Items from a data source
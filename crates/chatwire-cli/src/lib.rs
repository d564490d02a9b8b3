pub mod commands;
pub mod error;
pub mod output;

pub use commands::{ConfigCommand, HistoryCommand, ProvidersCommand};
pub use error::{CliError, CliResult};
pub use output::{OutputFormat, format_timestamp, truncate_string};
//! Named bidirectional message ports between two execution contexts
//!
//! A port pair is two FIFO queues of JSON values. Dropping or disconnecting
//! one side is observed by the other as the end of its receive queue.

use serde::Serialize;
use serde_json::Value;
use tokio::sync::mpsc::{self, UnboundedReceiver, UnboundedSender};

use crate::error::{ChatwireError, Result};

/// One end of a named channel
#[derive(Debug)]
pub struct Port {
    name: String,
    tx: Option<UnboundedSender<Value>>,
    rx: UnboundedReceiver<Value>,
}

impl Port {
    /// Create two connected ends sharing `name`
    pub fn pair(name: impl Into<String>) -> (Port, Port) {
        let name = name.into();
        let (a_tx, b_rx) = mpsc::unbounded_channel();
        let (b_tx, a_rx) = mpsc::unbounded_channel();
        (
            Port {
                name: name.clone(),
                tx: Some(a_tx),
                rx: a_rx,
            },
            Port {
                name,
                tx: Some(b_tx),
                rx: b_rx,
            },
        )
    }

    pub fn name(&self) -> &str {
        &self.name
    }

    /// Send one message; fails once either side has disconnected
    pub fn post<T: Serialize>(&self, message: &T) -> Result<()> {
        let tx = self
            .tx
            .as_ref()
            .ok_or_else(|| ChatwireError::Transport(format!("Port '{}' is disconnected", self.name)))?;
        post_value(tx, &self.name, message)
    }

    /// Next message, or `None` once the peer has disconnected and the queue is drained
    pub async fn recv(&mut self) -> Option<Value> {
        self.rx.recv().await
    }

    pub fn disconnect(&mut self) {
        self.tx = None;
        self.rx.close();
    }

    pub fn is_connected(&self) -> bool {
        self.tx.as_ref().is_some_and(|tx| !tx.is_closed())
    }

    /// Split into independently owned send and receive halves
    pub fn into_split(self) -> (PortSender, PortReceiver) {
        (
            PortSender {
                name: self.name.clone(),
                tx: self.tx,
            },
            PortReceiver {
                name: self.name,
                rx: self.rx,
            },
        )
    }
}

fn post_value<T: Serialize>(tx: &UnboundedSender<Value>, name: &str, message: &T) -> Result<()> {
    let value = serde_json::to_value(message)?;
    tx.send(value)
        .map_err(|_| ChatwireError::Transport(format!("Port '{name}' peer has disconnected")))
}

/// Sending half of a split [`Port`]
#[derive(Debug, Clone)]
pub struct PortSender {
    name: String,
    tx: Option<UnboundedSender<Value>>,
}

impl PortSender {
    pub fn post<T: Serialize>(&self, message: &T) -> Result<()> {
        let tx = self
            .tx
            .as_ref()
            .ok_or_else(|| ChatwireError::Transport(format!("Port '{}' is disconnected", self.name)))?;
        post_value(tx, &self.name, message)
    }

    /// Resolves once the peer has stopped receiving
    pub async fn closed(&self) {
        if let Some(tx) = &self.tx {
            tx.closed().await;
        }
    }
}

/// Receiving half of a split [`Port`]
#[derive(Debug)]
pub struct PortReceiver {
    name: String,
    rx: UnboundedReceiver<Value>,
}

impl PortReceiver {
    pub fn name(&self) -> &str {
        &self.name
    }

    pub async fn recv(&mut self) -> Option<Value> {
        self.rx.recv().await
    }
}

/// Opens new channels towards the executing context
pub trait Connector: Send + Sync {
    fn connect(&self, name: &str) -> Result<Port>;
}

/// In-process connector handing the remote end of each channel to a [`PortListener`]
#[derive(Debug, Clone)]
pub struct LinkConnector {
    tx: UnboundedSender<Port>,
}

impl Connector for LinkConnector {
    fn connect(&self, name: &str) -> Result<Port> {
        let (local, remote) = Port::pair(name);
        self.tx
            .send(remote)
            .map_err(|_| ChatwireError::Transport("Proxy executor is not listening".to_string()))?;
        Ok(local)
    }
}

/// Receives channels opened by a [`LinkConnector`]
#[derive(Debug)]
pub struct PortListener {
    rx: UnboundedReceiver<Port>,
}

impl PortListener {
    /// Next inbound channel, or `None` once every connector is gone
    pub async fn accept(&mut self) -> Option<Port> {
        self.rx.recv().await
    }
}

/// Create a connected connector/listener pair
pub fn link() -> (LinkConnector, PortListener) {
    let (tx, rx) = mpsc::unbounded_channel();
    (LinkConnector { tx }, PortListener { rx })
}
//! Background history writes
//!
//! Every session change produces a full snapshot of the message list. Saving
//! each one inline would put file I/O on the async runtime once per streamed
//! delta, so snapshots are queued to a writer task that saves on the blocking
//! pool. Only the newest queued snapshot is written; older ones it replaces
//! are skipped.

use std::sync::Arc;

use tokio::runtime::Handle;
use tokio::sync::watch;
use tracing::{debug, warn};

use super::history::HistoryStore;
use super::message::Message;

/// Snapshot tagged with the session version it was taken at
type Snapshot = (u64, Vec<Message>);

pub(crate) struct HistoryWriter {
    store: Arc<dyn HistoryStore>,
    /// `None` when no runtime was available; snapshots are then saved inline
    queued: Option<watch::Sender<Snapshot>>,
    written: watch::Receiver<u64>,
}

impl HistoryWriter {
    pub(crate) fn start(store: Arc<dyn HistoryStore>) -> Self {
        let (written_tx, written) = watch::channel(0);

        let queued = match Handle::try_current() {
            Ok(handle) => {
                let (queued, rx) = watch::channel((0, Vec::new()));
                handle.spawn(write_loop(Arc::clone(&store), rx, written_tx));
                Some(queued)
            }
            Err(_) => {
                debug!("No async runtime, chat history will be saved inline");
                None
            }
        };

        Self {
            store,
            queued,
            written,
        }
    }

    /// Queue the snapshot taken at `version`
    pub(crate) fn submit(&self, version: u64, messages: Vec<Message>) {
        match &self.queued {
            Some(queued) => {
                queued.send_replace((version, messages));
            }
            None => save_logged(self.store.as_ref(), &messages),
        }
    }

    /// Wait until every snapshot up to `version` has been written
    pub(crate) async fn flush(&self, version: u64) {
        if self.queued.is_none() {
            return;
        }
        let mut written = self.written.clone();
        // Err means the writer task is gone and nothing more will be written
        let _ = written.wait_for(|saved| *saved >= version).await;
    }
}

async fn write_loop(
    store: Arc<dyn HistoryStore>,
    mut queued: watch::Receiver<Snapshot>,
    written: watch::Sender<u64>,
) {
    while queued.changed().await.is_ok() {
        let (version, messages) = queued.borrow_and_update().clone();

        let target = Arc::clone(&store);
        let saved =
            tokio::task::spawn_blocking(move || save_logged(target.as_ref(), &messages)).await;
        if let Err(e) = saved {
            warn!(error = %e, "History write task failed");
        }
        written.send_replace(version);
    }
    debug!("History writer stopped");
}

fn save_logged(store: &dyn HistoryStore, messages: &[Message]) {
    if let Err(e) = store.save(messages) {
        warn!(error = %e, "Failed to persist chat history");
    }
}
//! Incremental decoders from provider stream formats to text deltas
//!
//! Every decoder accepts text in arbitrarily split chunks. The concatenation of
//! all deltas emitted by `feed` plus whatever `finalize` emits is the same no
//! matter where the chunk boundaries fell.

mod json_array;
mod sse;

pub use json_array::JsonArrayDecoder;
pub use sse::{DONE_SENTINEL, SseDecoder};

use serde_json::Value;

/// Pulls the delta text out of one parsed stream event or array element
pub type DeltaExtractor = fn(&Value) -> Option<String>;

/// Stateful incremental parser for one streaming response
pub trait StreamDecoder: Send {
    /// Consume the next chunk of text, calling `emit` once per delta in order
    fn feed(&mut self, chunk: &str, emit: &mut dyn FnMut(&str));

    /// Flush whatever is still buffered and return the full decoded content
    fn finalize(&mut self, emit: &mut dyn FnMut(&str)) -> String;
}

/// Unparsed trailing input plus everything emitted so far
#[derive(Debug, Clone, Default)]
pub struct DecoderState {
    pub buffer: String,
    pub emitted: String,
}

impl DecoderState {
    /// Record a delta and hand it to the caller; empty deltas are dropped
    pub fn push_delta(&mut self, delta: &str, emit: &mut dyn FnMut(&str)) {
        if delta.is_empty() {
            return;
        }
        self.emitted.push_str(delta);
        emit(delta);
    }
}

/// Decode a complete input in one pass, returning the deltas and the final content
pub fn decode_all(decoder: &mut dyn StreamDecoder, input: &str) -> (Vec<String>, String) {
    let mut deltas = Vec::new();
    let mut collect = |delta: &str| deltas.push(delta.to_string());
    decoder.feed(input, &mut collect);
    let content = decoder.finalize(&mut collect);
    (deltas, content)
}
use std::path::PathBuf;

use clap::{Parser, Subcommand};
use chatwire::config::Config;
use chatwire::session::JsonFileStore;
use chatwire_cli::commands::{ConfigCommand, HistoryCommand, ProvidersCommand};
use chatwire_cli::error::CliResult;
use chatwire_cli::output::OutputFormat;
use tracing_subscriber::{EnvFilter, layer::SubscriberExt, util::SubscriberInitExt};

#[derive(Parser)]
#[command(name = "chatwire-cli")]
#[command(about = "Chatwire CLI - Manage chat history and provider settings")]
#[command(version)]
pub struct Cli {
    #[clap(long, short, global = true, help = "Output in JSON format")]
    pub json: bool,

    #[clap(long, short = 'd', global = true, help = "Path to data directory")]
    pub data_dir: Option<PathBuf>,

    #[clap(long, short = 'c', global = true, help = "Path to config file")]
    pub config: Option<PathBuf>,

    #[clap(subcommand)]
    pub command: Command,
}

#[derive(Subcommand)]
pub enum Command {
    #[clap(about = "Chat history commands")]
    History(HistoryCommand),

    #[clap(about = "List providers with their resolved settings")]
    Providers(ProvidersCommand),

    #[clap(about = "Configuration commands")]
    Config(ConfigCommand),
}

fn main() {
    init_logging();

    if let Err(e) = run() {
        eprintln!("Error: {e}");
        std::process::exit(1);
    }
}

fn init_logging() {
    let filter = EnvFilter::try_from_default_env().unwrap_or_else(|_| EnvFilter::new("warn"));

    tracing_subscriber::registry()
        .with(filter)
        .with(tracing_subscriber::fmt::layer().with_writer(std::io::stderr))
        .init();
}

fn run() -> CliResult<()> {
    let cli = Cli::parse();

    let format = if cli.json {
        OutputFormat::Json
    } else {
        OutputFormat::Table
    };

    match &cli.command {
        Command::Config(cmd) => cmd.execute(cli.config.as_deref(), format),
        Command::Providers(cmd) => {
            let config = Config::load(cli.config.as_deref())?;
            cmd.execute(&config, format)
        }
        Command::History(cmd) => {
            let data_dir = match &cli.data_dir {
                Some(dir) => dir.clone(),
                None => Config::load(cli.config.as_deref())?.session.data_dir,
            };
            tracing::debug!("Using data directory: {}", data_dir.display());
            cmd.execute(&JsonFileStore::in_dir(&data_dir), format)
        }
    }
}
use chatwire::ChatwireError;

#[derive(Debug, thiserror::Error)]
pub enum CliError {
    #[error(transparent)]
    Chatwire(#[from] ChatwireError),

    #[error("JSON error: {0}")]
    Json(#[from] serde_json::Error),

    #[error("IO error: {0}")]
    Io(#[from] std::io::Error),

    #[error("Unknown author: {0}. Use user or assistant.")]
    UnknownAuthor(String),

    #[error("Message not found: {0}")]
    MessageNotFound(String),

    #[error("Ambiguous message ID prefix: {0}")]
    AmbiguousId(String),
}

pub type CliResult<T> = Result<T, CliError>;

* * *

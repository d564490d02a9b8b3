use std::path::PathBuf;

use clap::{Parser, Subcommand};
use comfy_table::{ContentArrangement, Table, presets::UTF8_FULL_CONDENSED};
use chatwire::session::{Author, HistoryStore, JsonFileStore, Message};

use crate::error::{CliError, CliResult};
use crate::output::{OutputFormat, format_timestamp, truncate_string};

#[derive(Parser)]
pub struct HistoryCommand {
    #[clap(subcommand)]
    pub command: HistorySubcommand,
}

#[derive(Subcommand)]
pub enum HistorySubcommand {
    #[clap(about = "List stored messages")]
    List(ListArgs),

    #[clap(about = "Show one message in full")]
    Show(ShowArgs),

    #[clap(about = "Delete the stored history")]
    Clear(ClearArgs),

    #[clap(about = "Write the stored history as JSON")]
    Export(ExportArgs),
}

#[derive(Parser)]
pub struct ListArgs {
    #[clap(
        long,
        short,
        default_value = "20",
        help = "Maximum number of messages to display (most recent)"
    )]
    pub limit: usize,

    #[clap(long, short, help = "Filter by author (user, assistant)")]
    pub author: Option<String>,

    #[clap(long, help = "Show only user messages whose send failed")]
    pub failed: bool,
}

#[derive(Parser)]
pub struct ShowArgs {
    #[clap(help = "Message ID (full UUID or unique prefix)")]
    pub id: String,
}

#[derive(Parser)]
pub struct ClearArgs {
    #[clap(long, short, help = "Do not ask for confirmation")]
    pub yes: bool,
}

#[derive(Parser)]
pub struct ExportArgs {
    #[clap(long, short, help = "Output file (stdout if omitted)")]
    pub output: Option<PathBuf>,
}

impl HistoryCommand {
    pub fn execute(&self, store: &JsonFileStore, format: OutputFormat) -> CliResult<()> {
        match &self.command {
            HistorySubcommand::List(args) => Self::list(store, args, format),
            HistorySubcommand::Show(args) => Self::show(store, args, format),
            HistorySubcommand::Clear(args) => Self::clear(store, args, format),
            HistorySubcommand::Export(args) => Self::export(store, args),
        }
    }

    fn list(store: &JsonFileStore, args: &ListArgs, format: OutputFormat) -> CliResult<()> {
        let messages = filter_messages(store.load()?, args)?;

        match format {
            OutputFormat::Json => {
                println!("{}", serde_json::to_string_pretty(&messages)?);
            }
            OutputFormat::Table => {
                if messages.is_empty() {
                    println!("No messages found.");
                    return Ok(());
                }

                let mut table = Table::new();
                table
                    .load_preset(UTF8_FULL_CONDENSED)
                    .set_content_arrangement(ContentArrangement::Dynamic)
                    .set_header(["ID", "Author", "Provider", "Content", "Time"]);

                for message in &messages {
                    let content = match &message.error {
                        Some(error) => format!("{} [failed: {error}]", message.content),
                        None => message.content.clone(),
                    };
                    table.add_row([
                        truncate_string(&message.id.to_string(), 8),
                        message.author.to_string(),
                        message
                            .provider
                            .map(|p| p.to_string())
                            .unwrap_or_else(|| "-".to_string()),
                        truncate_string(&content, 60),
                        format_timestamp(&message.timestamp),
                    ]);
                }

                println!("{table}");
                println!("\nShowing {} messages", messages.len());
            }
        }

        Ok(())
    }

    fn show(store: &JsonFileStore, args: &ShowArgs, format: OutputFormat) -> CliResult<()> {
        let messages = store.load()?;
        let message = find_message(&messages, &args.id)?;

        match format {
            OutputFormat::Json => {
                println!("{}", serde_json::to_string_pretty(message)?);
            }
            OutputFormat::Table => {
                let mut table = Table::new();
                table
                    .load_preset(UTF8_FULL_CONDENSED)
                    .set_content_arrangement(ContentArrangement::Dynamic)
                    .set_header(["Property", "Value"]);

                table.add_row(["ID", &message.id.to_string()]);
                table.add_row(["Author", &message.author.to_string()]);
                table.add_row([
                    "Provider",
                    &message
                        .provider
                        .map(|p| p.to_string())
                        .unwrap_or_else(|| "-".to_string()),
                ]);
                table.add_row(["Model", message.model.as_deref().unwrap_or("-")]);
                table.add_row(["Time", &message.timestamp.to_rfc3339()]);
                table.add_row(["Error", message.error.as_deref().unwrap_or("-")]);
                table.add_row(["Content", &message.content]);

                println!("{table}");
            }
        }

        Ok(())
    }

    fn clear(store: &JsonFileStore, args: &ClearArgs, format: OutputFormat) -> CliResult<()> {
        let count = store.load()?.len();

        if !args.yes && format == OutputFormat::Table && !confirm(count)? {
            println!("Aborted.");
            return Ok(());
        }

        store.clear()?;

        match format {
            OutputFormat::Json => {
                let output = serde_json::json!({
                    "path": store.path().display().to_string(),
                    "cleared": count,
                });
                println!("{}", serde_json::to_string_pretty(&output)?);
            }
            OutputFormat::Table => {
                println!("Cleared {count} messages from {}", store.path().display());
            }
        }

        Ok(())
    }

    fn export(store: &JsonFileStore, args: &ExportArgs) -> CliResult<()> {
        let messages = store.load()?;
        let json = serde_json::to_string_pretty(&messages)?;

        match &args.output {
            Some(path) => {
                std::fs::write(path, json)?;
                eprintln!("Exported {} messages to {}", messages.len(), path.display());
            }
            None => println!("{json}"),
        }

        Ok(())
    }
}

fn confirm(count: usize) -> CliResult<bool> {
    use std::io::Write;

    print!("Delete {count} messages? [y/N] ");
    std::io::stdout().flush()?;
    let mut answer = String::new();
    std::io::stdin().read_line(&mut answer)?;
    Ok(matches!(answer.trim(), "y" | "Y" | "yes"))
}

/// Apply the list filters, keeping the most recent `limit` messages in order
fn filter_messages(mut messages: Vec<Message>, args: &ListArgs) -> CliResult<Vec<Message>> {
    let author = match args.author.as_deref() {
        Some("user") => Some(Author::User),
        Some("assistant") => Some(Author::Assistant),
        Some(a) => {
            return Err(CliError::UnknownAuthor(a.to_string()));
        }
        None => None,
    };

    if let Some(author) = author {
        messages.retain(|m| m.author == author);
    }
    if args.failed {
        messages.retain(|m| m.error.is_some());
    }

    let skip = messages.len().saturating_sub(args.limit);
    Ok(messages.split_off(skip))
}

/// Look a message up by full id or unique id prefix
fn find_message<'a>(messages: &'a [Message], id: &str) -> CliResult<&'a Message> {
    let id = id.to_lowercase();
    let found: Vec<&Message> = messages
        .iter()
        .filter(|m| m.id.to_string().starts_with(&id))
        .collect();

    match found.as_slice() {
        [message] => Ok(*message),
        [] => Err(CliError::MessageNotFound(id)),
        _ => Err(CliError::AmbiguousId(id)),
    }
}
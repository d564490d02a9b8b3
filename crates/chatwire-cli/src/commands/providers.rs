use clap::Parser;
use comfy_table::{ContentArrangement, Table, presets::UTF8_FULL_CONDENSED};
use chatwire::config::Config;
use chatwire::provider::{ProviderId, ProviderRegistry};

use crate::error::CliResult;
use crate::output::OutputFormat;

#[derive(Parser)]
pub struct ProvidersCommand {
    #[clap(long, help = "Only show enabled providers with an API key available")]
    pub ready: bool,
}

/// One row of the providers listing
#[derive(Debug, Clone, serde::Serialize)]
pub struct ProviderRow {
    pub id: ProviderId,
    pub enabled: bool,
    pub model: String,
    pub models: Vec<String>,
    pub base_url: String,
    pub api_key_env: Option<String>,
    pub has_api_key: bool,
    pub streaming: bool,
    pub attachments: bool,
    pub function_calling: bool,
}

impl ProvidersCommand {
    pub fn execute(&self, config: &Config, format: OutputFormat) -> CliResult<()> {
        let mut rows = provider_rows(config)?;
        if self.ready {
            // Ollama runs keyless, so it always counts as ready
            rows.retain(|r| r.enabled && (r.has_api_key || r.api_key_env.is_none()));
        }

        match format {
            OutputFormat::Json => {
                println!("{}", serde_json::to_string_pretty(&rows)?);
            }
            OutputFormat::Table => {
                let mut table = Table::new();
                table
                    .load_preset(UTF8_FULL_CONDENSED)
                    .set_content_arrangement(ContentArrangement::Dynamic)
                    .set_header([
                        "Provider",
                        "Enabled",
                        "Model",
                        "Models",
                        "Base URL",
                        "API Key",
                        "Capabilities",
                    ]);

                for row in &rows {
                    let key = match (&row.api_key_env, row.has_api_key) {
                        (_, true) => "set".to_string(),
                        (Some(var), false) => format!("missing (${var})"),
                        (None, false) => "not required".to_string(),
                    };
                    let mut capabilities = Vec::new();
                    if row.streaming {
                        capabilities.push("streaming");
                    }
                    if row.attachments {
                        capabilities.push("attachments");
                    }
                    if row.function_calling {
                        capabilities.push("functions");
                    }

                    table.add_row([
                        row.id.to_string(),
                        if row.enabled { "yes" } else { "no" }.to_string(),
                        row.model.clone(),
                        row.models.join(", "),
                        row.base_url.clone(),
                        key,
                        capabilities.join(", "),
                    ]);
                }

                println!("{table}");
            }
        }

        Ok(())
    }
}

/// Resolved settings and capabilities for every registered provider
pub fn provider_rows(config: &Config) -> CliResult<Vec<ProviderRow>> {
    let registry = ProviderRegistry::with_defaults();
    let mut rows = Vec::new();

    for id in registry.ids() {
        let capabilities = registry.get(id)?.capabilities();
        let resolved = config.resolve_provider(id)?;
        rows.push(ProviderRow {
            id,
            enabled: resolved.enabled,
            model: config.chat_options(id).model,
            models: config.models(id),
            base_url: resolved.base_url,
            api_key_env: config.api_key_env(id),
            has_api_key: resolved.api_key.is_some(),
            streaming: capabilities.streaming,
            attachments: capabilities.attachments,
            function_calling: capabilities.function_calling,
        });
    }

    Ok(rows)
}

--

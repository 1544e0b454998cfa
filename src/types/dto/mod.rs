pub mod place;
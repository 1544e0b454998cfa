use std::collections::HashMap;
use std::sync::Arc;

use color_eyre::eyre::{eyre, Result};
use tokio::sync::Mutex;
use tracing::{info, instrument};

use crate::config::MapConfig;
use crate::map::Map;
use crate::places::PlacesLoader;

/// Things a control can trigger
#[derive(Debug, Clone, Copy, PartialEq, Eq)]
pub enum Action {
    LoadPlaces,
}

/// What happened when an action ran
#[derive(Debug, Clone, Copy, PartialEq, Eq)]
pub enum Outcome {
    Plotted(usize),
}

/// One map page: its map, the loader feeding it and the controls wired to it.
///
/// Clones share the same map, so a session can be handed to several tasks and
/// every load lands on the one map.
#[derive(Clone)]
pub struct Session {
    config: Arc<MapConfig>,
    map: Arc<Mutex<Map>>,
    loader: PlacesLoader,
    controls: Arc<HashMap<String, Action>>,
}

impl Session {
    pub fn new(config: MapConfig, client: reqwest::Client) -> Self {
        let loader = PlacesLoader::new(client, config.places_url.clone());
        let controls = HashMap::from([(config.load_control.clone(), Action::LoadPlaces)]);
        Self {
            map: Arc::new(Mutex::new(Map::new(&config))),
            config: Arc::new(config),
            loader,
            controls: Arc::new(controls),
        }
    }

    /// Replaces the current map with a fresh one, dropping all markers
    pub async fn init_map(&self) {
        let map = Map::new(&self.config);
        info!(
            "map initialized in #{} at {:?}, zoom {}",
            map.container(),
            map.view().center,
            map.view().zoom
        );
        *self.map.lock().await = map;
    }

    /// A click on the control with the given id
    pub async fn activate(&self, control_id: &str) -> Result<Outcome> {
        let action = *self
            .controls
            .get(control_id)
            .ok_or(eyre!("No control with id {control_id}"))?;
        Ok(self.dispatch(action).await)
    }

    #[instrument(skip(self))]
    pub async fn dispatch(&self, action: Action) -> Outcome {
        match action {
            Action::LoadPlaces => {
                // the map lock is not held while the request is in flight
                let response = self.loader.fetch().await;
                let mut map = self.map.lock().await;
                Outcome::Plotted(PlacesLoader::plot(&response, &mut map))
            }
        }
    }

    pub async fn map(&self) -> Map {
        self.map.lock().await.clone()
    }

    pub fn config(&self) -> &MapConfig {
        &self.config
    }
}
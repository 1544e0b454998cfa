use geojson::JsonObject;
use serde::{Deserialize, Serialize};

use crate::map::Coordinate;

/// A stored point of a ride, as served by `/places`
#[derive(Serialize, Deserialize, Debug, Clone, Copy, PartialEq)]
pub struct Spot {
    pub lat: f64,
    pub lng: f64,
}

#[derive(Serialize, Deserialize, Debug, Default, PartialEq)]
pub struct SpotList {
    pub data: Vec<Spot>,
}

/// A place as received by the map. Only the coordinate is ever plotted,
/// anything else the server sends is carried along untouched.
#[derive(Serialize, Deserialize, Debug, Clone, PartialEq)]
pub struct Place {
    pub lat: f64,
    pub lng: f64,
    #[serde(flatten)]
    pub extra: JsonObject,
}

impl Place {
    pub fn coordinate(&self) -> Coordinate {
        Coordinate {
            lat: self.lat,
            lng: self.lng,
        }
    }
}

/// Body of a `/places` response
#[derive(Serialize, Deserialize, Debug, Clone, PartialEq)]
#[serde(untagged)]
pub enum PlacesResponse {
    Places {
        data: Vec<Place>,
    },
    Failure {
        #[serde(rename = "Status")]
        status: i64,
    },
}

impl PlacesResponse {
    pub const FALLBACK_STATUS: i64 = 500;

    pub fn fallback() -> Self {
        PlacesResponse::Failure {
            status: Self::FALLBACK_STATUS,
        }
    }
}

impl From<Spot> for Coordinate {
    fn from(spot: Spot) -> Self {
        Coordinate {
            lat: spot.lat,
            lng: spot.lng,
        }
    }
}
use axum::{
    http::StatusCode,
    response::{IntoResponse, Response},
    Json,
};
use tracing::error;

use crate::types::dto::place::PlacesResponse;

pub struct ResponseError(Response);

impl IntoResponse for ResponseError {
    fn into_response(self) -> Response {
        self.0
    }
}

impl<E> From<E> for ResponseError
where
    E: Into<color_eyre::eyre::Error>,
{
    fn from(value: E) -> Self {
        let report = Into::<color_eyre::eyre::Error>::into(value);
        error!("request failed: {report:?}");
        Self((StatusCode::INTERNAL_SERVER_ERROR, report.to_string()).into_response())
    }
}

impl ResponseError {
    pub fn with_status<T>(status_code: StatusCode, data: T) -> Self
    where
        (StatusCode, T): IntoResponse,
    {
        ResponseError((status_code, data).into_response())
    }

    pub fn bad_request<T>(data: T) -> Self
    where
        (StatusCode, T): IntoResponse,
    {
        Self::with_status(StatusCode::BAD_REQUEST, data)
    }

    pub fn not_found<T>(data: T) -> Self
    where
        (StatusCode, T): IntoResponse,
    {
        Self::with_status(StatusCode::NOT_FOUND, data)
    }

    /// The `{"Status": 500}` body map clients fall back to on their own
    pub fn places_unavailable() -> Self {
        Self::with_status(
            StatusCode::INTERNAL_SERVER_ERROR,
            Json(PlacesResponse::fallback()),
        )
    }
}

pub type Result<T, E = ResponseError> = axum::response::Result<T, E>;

WORK ITEM: Lines holding "global" in the data above: copy each of them.

ANSWER BOX:
    #[clap(long, short, global = true, help = "Output in JSON format")]
    #[clap(long, short = 'd', global = true, help = "Path to data directory")]
    #[clap(long, short = 'c', global = true, help = "Path to config file")]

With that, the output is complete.